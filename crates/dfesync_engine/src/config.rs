//! Configuration for the sync engine.

use dfesync_protocol::{AckType, Environment, ServiceKind};
use rand::Rng;
use std::time::Duration;

/// Base URLs of the distribution services.
#[derive(Debug, Clone, PartialEq, Eq)]
pub struct Endpoints {
    /// NF-e `NFeDistribuicaoDFe` SOAP endpoint.
    pub nfe: String,
    /// National NFS-e API base URL, without a trailing slash.
    pub nfse: String,
}

impl Endpoints {
    /// The official endpoints of `environment`.
    #[must_use]
    pub fn for_environment(environment: Environment) -> Self {
        match environment {
            Environment::Production => Self {
                nfe: "https://www1.nfe.fazenda.gov.br/NFeDistribuicaoDFe/NFeDistribuicaoDFe.asmx"
                    .into(),
                nfse: "https://adn.nfse.gov.br".into(),
            },
            Environment::Homologation => Self {
                nfe: "https://hom1.nfe.fazenda.gov.br/NFeDistribuicaoDFe/NFeDistribuicaoDFe.asmx"
                    .into(),
                nfse: "https://adn.producaorestrita.nfse.gov.br".into(),
            },
        }
    }

    /// Points both services at `base`. Used against local mock servers.
    #[must_use]
    pub fn local(base: &str) -> Self {
        let base = base.trim_end_matches('/');
        Self {
            nfe: format!("{base}/NFeDistribuicaoDFe/NFeDistribuicaoDFe.asmx"),
            nfse: base.to_string(),
        }
    }

    /// Returns the URL used for `kind`.
    #[must_use]
    pub fn url_for(&self, kind: ServiceKind) -> &str {
        match kind {
            ServiceKind::Nfe => &self.nfe,
            ServiceKind::NfseNational => &self.nfse,
        }
    }
}

impl Default for Endpoints {
    fn default() -> Self {
        Self::for_environment(Environment::default())
    }
}

/// Configuration for the poller and the orchestrator.
#[derive(Debug, Clone)]
pub struct EngineConfig {
    /// Production or homologation.
    pub environment: Environment,
    /// Service URLs.
    pub endpoints: Endpoints,
    /// How long an EMPTY response blocks polling at the same cursor.
    pub cooldown_window: Duration,
    /// Sleep between terminal outcomes and the next cycle.
    pub cycle_interval: Duration,
    /// Backoff after THROTTLED or transport failures.
    pub backoff: RetryConfig,
    /// Delay before the single immediate retry of a transport failure.
    pub transport_retry_delay: Duration,
    /// Bound on one request/response exchange.
    pub request_timeout: Duration,
    /// Maximum batches requested back to back in one cycle.
    pub drain_limit: u32,
    /// Acknowledgment submitted for each new invoice summary, if any.
    pub auto_acknowledge: Option<AckType>,
}

impl EngineConfig {
    /// Creates a configuration for `environment` with default timings.
    #[must_use]
    pub fn new(environment: Environment) -> Self {
        Self {
            environment,
            endpoints: Endpoints::for_environment(environment),
            cooldown_window: Duration::from_secs(60 * 60),
            cycle_interval: Duration::from_secs(60 * 60),
            backoff: RetryConfig::default(),
            transport_retry_delay: Duration::ZERO,
            request_timeout: Duration::from_secs(60),
            drain_limit: 50,
            auto_acknowledge: None,
        }
    }

    /// Sets the service URLs.
    #[must_use]
    pub fn with_endpoints(mut self, endpoints: Endpoints) -> Self {
        self.endpoints = endpoints;
        self
    }

    /// Sets the cooldown window.
    #[must_use]
    pub fn with_cooldown_window(mut self, window: Duration) -> Self {
        self.cooldown_window = window;
        self
    }

    /// Sets the inter-cycle interval.
    #[must_use]
    pub fn with_cycle_interval(mut self, interval: Duration) -> Self {
        self.cycle_interval = interval;
        self
    }

    /// Sets the throttle/transport backoff.
    #[must_use]
    pub fn with_backoff(mut self, backoff: RetryConfig) -> Self {
        self.backoff = backoff;
        self
    }

    /// Sets the delay before the immediate transport retry.
    #[must_use]
    pub fn with_transport_retry_delay(mut self, delay: Duration) -> Self {
        self.transport_retry_delay = delay;
        self
    }

    /// Sets the request timeout.
    #[must_use]
    pub fn with_request_timeout(mut self, timeout: Duration) -> Self {
        self.request_timeout = timeout;
        self
    }

    /// Sets the drain limit. Zero is treated as one.
    #[must_use]
    pub fn with_drain_limit(mut self, limit: u32) -> Self {
        self.drain_limit = limit.max(1);
        self
    }

    /// Enables automatic acknowledgment of new invoice summaries.
    #[must_use]
    pub fn with_auto_acknowledge(mut self, ack: Option<AckType>) -> Self {
        self.auto_acknowledge = ack;
        self
    }
}

impl Default for EngineConfig {
    fn default() -> Self {
        Self::new(Environment::default())
    }
}

/// Exponential backoff with optional jitter.
#[derive(Debug, Clone)]
pub struct RetryConfig {
    /// Delay after the first failure.
    pub initial_delay: Duration,
    /// Upper bound on the delay, before jitter.
    pub max_delay: Duration,
    /// Multiplier for exponential backoff.
    pub backoff_multiplier: f64,
    /// Whether to add up to 25% jitter.
    pub add_jitter: bool,
}

impl RetryConfig {
    /// Creates a backoff starting at `initial_delay` and capped at `max_delay`.
    #[must_use]
    pub fn new(initial_delay: Duration, max_delay: Duration) -> Self {
        Self {
            initial_delay,
            max_delay,
            backoff_multiplier: 2.0,
            add_jitter: true,
        }
    }

    /// A fixed delay without growth or jitter.
    #[must_use]
    pub fn fixed(delay: Duration) -> Self {
        Self {
            initial_delay: delay,
            max_delay: delay,
            backoff_multiplier: 1.0,
            add_jitter: false,
        }
    }

    /// Sets the backoff multiplier.
    #[must_use]
    pub fn with_backoff_multiplier(mut self, multiplier: f64) -> Self {
        self.backoff_multiplier = multiplier;
        self
    }

    /// Enables or disables jitter.
    #[must_use]
    pub fn with_jitter(mut self, add_jitter: bool) -> Self {
        self.add_jitter = add_jitter;
        self
    }

    /// Calculates the delay for a given attempt (0-indexed).
    #[must_use]
    pub fn delay_for_attempt(&self, attempt: u32) -> Duration {
        if attempt == 0 {
            return Duration::ZERO;
        }

        let exponent = i32::try_from(attempt.saturating_sub(1)).unwrap_or(i32::MAX);
        let base_delay = self.initial_delay.as_secs_f64() * self.backoff_multiplier.powi(exponent);
        let delay_secs = base_delay.min(self.max_delay.as_secs_f64());

        if self.add_jitter {
            let jitter = delay_secs * 0.25 * rand::thread_rng().gen::<f64>();
            Duration::from_secs_f64(delay_secs + jitter)
        } else {
            Duration::from_secs_f64(delay_secs)
        }
    }
}

impl Default for RetryConfig {
    fn default() -> Self {
        Self::new(Duration::from_secs(60), Duration::from_secs(15 * 60))
    }
}

#[cfg(test)]
mod tests {
    use super::*;

    #[test]
    fn engine_config_defaults() {
        let config = EngineConfig::default();
        assert_eq!(config.environment, Environment::Production);
        assert_eq!(config.cooldown_window, Duration::from_secs(3600));
        assert_eq!(config.cycle_interval, Duration::from_secs(3600));
        assert_eq!(config.request_timeout, Duration::from_secs(60));
        assert_eq!(config.drain_limit, 50);
        assert!(config.auto_acknowledge.is_none());
        assert!(config.endpoints.nfe.starts_with("https://www1.nfe"));
    }

    #[test]
    fn engine_config_builder() {
        let config = EngineConfig::new(Environment::Homologation)
            .with_cooldown_window(Duration::from_secs(10))
            .with_drain_limit(0)
            .with_auto_acknowledge(Some(AckType::Awareness));

        assert_eq!(config.cooldown_window, Duration::from_secs(10));
        assert_eq!(config.drain_limit, 1);
        assert_eq!(config.auto_acknowledge, Some(AckType::Awareness));
        assert!(config.endpoints.nfse.contains("producaorestrita"));
    }

    #[test]
    fn local_endpoints_share_base() {
        let endpoints = Endpoints::local("http://127.0.0.1:9000/");
        assert_eq!(
            endpoints.url_for(ServiceKind::Nfe),
            "http://127.0.0.1:9000/NFeDistribuicaoDFe/NFeDistribuicaoDFe.asmx"
        );
        assert_eq!(
            endpoints.url_for(ServiceKind::NfseNational),
            "http://127.0.0.1:9000"
        );
    }

    #[test]
    fn retry_delay_calculation() {
        let config = RetryConfig::new(Duration::from_millis(100), Duration::from_secs(30));

        assert_eq!(config.delay_for_attempt(0), Duration::ZERO);

        let delay1 = config.delay_for_attempt(1);
        assert!(delay1 >= Duration::from_millis(100));
        assert!(delay1 <= Duration::from_millis(125));

        let delay2 = config.delay_for_attempt(2);
        assert!(delay2 >= Duration::from_millis(200));
    }

    #[test]
    fn retry_delay_respects_max() {
        let config = RetryConfig::new(Duration::from_secs(1), Duration::from_secs(5))
            .with_backoff_multiplier(10.0);

        let delay = config.delay_for_attempt(5);
        assert!(delay <= Duration::from_millis(6250));
    }

    #[test]
    fn fixed_delay_is_constant() {
        let config = RetryConfig::fixed(Duration::from_secs(7));
        assert_eq!(config.delay_for_attempt(1), Duration::from_secs(7));
        assert_eq!(config.delay_for_attempt(9), Duration::from_secs(7));
    }
}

________________________

Action item:
Check each line of the data above for the word "AckType" and copy the ones where it is found.

Answer space:
use dfesync_protocol::{AckType, Environment, ServiceKind};
    pub auto_acknowledge: Option<AckType>,
    pub fn with_auto_acknowledge(mut self, ack: Option<AckType>) -> Self {
            .with_auto_acknowledge(Some(AckType::Awareness));
        assert_eq!(config.auto_acknowledge, Some(AckType::Awareness));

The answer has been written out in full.